LCA is a powerful method for understanding the environmental implications of both existing and emerging technologies.^[28] LCA consists of five different phases: Goal and scope definition; life cycle inventory (LCI), life cycle impact assessment (LCIA), and interpretation.^[7] The first step on an LCA, goal and scope definition is where the decision is made on what is studied and how. The phase includes also the definition of the functional unit. After goal and scope of the work have been defined, and the functional unit set, the study can proceed to the inventory phase. In the life cycle inventory, data on the inputs and outputs throughout the life cycle of the studied product are collected and calculated.^[36] Inventory analysis is followed by life-cycle impact assessment phase where the emissions and resources are grouped to different impact categories (grouping) and converted to common impact units to make them comparable (characterization).^[37] The conversion into impacts is done by using specific characterization factors and multiplying the inventory results with them. Results of the characterization can then be normalized, which means that the characterized results are divided by a certain reference figure, the global impact caused by one person. The normalized impacts indicate the size of the impacts in comparison to one another, assuming they were all considered to be of equal importance.

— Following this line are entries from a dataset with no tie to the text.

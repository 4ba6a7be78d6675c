//! TOML configuration parsing and validation.
//!
//! All settings live in one file (default `./config/sel.toml`). Secrets are
//! never read from it: the LLM API key comes from `XAI_API_KEY`.

use anyhow::{Context, Result};
use serde::Deserialize;
use std::path::{Path, PathBuf};

#[derive(Debug, Deserialize, Clone)]
pub struct Config {
    pub db: DbConfig,
    #[serde(default)]
    pub llm: LlmConfig,
    #[serde(default)]
    pub extraction: ExtractionConfig,
    #[serde(default)]
    pub matching: MatchingConfig,
    #[serde(default)]
    pub letters: LettersConfig,
    #[serde(default)]
    pub server: ServerConfig,
}

#[derive(Debug, Deserialize, Clone)]
pub struct DbConfig {
    pub path: PathBuf,
}

#[derive(Debug, Deserialize, Clone)]
pub struct LlmConfig {
    #[serde(default = "default_provider")]
    pub provider: String,
    #[serde(default = "default_model")]
    pub model: String,
    #[serde(default = "default_base_url")]
    pub base_url: String,
    #[serde(default = "default_temperature")]
    pub temperature: f64,
    #[serde(default = "default_max_tokens")]
    pub max_tokens: u32,
    #[serde(default = "default_max_retries")]
    pub max_retries: u32,
    #[serde(default = "default_timeout_secs")]
    pub timeout_secs: u64,
}

impl Default for LlmConfig {
    fn default() -> Self {
        Self {
            provider: default_provider(),
            model: default_model(),
            base_url: default_base_url(),
            temperature: default_temperature(),
            max_tokens: default_max_tokens(),
            max_retries: default_max_retries(),
            timeout_secs: default_timeout_secs(),
        }
    }
}

fn default_provider() -> String {
    "disabled".to_string()
}
fn default_model() -> String {
    "grok-3-latest".to_string()
}
fn default_base_url() -> String {
    "https://api.x.ai/v1".to_string()
}
fn default_temperature() -> f64 {
    0.1
}
fn default_max_tokens() -> u32 {
    4096
}
fn default_max_retries() -> u32 {
    2
}
fn default_timeout_secs() -> u64 {
    120
}

impl LlmConfig {
    pub fn is_enabled(&self) -> bool {
        self.provider != "disabled"
    }
}

#[derive(Debug, Deserialize, Clone)]
pub struct ExtractionConfig {
    /// Letter text beyond this many characters is not sent to the model.
    #[serde(default = "default_max_chars")]
    pub max_chars: usize,
    /// Files larger than this are marked failed before text extraction.
    #[serde(default = "default_max_file_bytes")]
    pub max_file_bytes: u64,
}

impl Default for ExtractionConfig {
    fn default() -> Self {
        Self {
            max_chars: default_max_chars(),
            max_file_bytes: default_max_file_bytes(),
        }
    }
}

fn default_max_chars() -> usize {
    20_000
}
fn default_max_file_bytes() -> u64 {
    50 * 1024 * 1024
}

#[derive(Debug, Deserialize, Clone)]
pub struct MatchingConfig {
    #[serde(default = "default_candidate_limit")]
    pub candidate_limit: i64,
    #[serde(default = "default_llm_shortlist")]
    pub llm_shortlist: usize,
    #[serde(default = "default_min_confidence")]
    pub min_confidence: f64,
    #[serde(default = "default_max_keywords")]
    pub max_keywords: usize,
}

impl Default for MatchingConfig {
    fn default() -> Self {
        Self {
            candidate_limit: default_candidate_limit(),
            llm_shortlist: default_llm_shortlist(),
            min_confidence: default_min_confidence(),
            max_keywords: default_max_keywords(),
        }
    }
}

fn default_candidate_limit() -> i64 {
    100
}
fn default_llm_shortlist() -> usize {
    20
}
fn default_min_confidence() -> f64 {
    0.5
}
fn default_max_keywords() -> usize {
    5
}

#[derive(Debug, Deserialize, Clone)]
pub struct LettersConfig {
    #[serde(default = "default_letters_root")]
    pub root: PathBuf,
    #[serde(default = "default_include_globs")]
    pub include_globs: Vec<String>,
    #[serde(default)]
    pub exclude_globs: Vec<String>,
    #[serde(default)]
    pub follow_symlinks: bool,
}

impl Default for LettersConfig {
    fn default() -> Self {
        Self {
            root: default_letters_root(),
            include_globs: default_include_globs(),
            exclude_globs: Vec::new(),
            follow_symlinks: false,
        }
    }
}

fn default_letters_root() -> PathBuf {
    PathBuf::from("./data/letters")
}

fn default_include_globs() -> Vec<String> {
    vec![
        "**/*.pdf".to_string(),
        "**/*.docx".to_string(),
        "**/*.doc".to_string(),
    ]
}

#[derive(Debug, Deserialize, Clone)]
pub struct ServerConfig {
    #[serde(default = "default_bind")]
    pub bind: String,
}

impl Default for ServerConfig {
    fn default() -> Self {
        Self {
            bind: default_bind(),
        }
    }
}

fn default_bind() -> String {
    "127.0.0.1:7341".to_string()
}

pub fn load_config(path: &Path) -> Result<Config> {
    let content = std::fs::read_to_string(path)
        .with_context(|| format!("Failed to read config file: {}", path.display()))?;

    let config: Config = toml::from_str(&content).with_context(|| "Failed to parse config file")?;
    validate(&config)?;
    Ok(config)
}

fn validate(config: &Config) -> Result<()> {
    if config.matching.candidate_limit < 1 {
        anyhow::bail!("matching.candidate_limit must be >= 1");
    }

    if config.matching.llm_shortlist == 0 {
        anyhow::bail!("matching.llm_shortlist must be > 0");
    }

    if !(0.0..=1.0).contains(&config.matching.min_confidence) {
        anyhow::bail!("matching.min_confidence must be in [0.0, 1.0]");
    }

    if config.extraction.max_chars == 0 {
        anyhow::bail!("extraction.max_chars must be > 0");
    }

    match config.llm.provider.as_str() {
        "disabled" | "xai" => {}
        other => anyhow::bail!(
            "Unknown llm provider: '{}'. Must be disabled or xai.",
            other
        ),
    }

    Ok(())
}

In this study, LCA was used to identify and assess the potential environmental impacts of the developed technology and the target consumer devices, including materials development and scaling-up, prototype displays with innovative substrates, integration of EC with photovoltaics and sensors, printing technology implementation, use and different post-consumption scenarios (disposal and handling of end products incorporating electrochromics: recycling, reuse, etc). The process life cycles were modelled with the LCA calculation software SULCA.^[38] In the life cycle impact assessment, impact assessment methods recommended by the Product Environmental Footprint (PEF) were applied.^[11]

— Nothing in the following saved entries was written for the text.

//! SQLite connection pool. One file holds the IBcatalogue and the letters database.

use anyhow::{Context, Result};
use sqlx::sqlite::{SqliteConnectOptions, SqliteJournalMode, SqlitePool, SqlitePoolOptions};
use std::str::FromStr;
use std::time::Duration;

use crate::config::Config;

pub async fn connect(config: &Config) -> Result<SqlitePool> {
    let db_path = &config.db.path;

    if let Some(parent) = db_path.parent().filter(|p| !p.as_os_str().is_empty()) {
        std::fs::create_dir_all(parent)
            .with_context(|| format!("Failed to create {}", parent.display()))?;
    }

    // Cascading deletes of letter products and matches rely on foreign keys.
    let options = SqliteConnectOptions::from_str(&format!("sqlite:{}", db_path.display()))?
        .create_if_missing(true)
        .foreign_keys(true)
        .busy_timeout(Duration::from_secs(10))
        .journal_mode(SqliteJournalMode::Wal);

    let pool = SqlitePoolOptions::new()
        .max_connections(5)
        .connect_with(options)
        .await
        .with_context(|| format!("Failed to open database {}", db_path.display()))?;

    tracing::debug!(path = %db_path.display(), "database connected");
    Ok(pool)
}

Life Cycle Costing (LCC) is a comprehensive investment appraisal method that assesses the total cost of owning, operating, and maintaining an asset or product over its entire lifetime, helping decision-makers make financially informed choices. There is an array of standards on life cycle costs available, for example, the standard for general use IEC 60300-3-3: 2017: Lifecycle costing for technological systems and ISO 15 663:2021: Petroleum and natural gas industries – Life cycle costing.

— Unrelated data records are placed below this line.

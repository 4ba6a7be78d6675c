//! LLM arbitration over the ranked candidate shortlist.
//!
//! The database stage over-selects on purpose; the model sees the
//! letter product and the top candidates and returns the subset that truly
//! matches. Any failure here yields an empty result, never an error.

use serde::Deserialize;
use std::collections::HashMap;

use crate::llm::{parse_json_payload, LlmClient};
use crate::models::{lenient_f64, lenient_string, LetterProduct, ProductCandidate, ProductMatch};

const SYSTEM_PROMPT: &str = "You are a Schneider Electric product catalogue expert. \
Given a product withdrawn by an obsolescence letter and a list of catalogue candidates, \
select only the candidates that are the same product family and device type. \
Answer with strictly valid JSON.";

#[derive(Deserialize)]
struct RawArbitration {
    #[serde(default)]
    matches: Option<serde_json::Value>,
}

#[derive(Deserialize)]
struct RawMatch {
    #[serde(default, deserialize_with = "lenient_string")]
    product_identifier: Option<String>,
    #[serde(default, deserialize_with = "lenient_f64")]
    confidence: Option<f64>,
    #[serde(default, deserialize_with = "lenient_f64")]
    technical_match_score: Option<f64>,
    #[serde(default, deserialize_with = "lenient_f64")]
    nomenclature_match_score: Option<f64>,
    #[serde(default, deserialize_with = "lenient_f64")]
    product_line_match_score: Option<f64>,
    #[serde(default, deserialize_with = "lenient_string")]
    reason: Option<String>,
}

fn unit(score: Option<f64>) -> f64 {
    score.unwrap_or(0.0).clamp(0.0, 1.0)
}

/// Render the letter product as prompt text.
pub fn describe_product(product: &LetterProduct) -> String {
    let mut lines = Vec::new();
    let fields = [
        ("Product identifier", &product.product_identifier),
        ("Range", &product.range_label),
        ("Subrange", &product.subrange_label),
        ("Product line", &product.product_line),
        ("Description", &product.product_description),
        ("Obsolescence status", &product.obsolescence_status),
        ("End of service", &product.end_of_service_date),
    ];
    for (label, value) in fields {
        if let Some(v) = value {
            lines.push(format!("{}: {}", label, v));
        }
    }
    if !product.technical_specifications.is_empty() {
        let specs = product
            .technical_specifications
            .iter()
            .map(|(k, v)| format!("{}={}", k, v))
            .collect::<Vec<_>>()
            .join("; ");
        lines.push(format!("Technical specifications: {}", specs));
    }
    lines.join("\n")
}

/// One line per candidate, numbered from 1.
pub fn format_candidates(candidates: &[ProductCandidate]) -> String {
    candidates
        .iter()
        .enumerate()
        .map(|(i, c)| {
            format!(
                "{}. {} | range: {} | subrange: {} | device: {} | status: {} | PL: {} | score: {:.1}/10 | {}",
                i + 1,
                c.product_identifier,
                c.range_label.as_deref().unwrap_or("-"),
                c.subrange_label.as_deref().unwrap_or("-"),
                c.devicetype_label.as_deref().unwrap_or("-"),
                c.commercial_status.as_deref().unwrap_or("-"),
                c.pl_services.as_deref().unwrap_or("-"),
                c.match_score,
                c.product_description.as_deref().unwrap_or(""),
            )
        })
        .collect::<Vec<_>>()
        .join("\n")
}

pub fn build_prompt(product: &LetterProduct, shortlist: &[ProductCandidate]) -> String {
    format!(
        "LETTER PRODUCT\n{}\n\nCATALOGUE CANDIDATES\n{}\n\n\
         Return JSON: {{\"matches\": [{{\"product_identifier\": \"...\", \"confidence\": 0.0, \
         \"technical_match_score\": 0.0, \"nomenclature_match_score\": 0.0, \
         \"product_line_match_score\": 0.0, \"reason\": \"...\"}}]}}\n\
         All scores are between 0 and 1. Only include candidates from the list above. \
         Return an empty list when nothing matches.",
        describe_product(product),
        format_candidates(shortlist)
    )
}

/// Turn an arbitration reply into confirmed matches.
///
/// Matches below `min_confidence` or naming identifiers outside the
/// shortlist are dropped; duplicates keep the highest confidence. A malformed
/// entry is skipped without discarding the rest of the reply.
pub fn parse_matches(
    reply: &str,
    shortlist: &[ProductCandidate],
    min_confidence: f64,
) -> anyhow::Result<Vec<ProductMatch>> {
    let value = parse_json_payload(reply)?;
    let raw: RawArbitration = serde_json::from_value(value)?;

    let known: HashMap<String, &ProductCandidate> = shortlist
        .iter()
        .map(|c| (c.product_identifier.to_uppercase(), c))
        .collect();

    let entries = match raw.matches {
        Some(serde_json::Value::Array(entries)) => entries,
        _ => Vec::new(),
    };

    let mut best: HashMap<String, ProductMatch> = HashMap::new();
    for entry in entries {
        let m = match serde_json::from_value::<RawMatch>(entry) {
            Ok(m) => m,
            Err(e) => {
                tracing::warn!(error = %e, "skipping malformed match entry");
                continue;
            }
        };
        let Some(id) = m.product_identifier else {
            continue;
        };
        let Some(candidate) = known.get(&id.to_uppercase()) else {
            tracing::debug!(id = %id, "model named a product outside the shortlist");
            continue;
        };
        let confidence = unit(m.confidence);
        if confidence < min_confidence {
            continue;
        }
        let confirmed = ProductMatch {
            product_identifier: candidate.product_identifier.clone(),
            confidence,
            technical_match_score: unit(m.technical_match_score),
            nomenclature_match_score: unit(m.nomenclature_match_score),
            product_line_match_score: unit(m.product_line_match_score),
            reason: m.reason,
            candidate_score: candidate.match_score,
        };
        match best.get(&confirmed.product_identifier) {
            Some(existing) if existing.confidence >= confirmed.confidence => {}
            _ => {
                best.insert(confirmed.product_identifier.clone(), confirmed);
            }
        }
    }

    let mut matches: Vec<ProductMatch> = best.into_values().collect();
    matches.sort_by(|a, b| {
        b.confidence
            .partial_cmp(&a.confidence)
            .unwrap_or(std::cmp::Ordering::Equal)
            .then_with(|| a.product_identifier.cmp(&b.product_identifier))
    });
    Ok(matches)
}

/// Ask the model which of the top `shortlist_len` ranked candidates match.
///
/// LLM or parse failures are logged and produce an empty result.
pub async fn arbitrate(
    llm: &dyn LlmClient,
    product: &LetterProduct,
    ranked: &[ProductCandidate],
    shortlist_len: usize,
    min_confidence: f64,
) -> Vec<ProductMatch> {
    let shortlist = &ranked[..ranked.len().min(shortlist_len)];
    if shortlist.is_empty() {
        return Vec::new();
    }

    let prompt = build_prompt(product, shortlist);
    let reply = match llm.complete(SYSTEM_PROMPT, &prompt).await {
        Ok(reply) => reply,
        Err(e) => {
            tracing::warn!(product = %product.label(), error = %e, "arbitration call failed");
            return Vec::new();
        }
    };

    match parse_matches(&reply, shortlist, min_confidence) {
        Ok(matches) => matches,
        Err(e) => {
            tracing::warn!(product = %product.label(), error = %e, "arbitration reply unparseable");
            Vec::new()
        }
    }
}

The standardized LCC involves several key analysis steps. First, it begins with clearly defining the scope and boundaries of the analysis. This involves identifying all the stages in the life cycle to be included in the analysis and which typically include planning, acquisition, operation, maintenance, and EoL. Establishing these stages is crucial to ensure that all cost elements are appropriately captured. Next, data collection is undertaken to gather all relevant cost information for each stage of the life cycle. This includes obtaining data on initial costs, such as acquisition expenses, and installation costs; O&M costs, encompassing expenses for utilities, labor, consumables, scheduled and corrective maintenance. Finally, End-of-Life costs, including disposal, decommissioning, or recycling expenses, are incorporated into the analysis. Monetary values should be given to all costs. Often, for example, engineering and manufacturing estimates for costs are available (market prices). Older estimates available may be updated to the present time of appropriate factors, such as annual inflation factors. Comparison of cash flows from different periods can be achieved by incorporating the time value of money. After completing the assessment, the results are ready to be put to practice. The results of LCC can be characterized by key performance indicators (KPIs); e.g., total life cycle costs are the sum of discounted costs for the calculation period (lifetime). Furthermore, if calculation parameters are highly uncertain, sensitivity analysis can be performed, e.g., by Monte Carlo simulation which is useful especially when the uncertainty of several calculation parameters needs to be considered at the same time.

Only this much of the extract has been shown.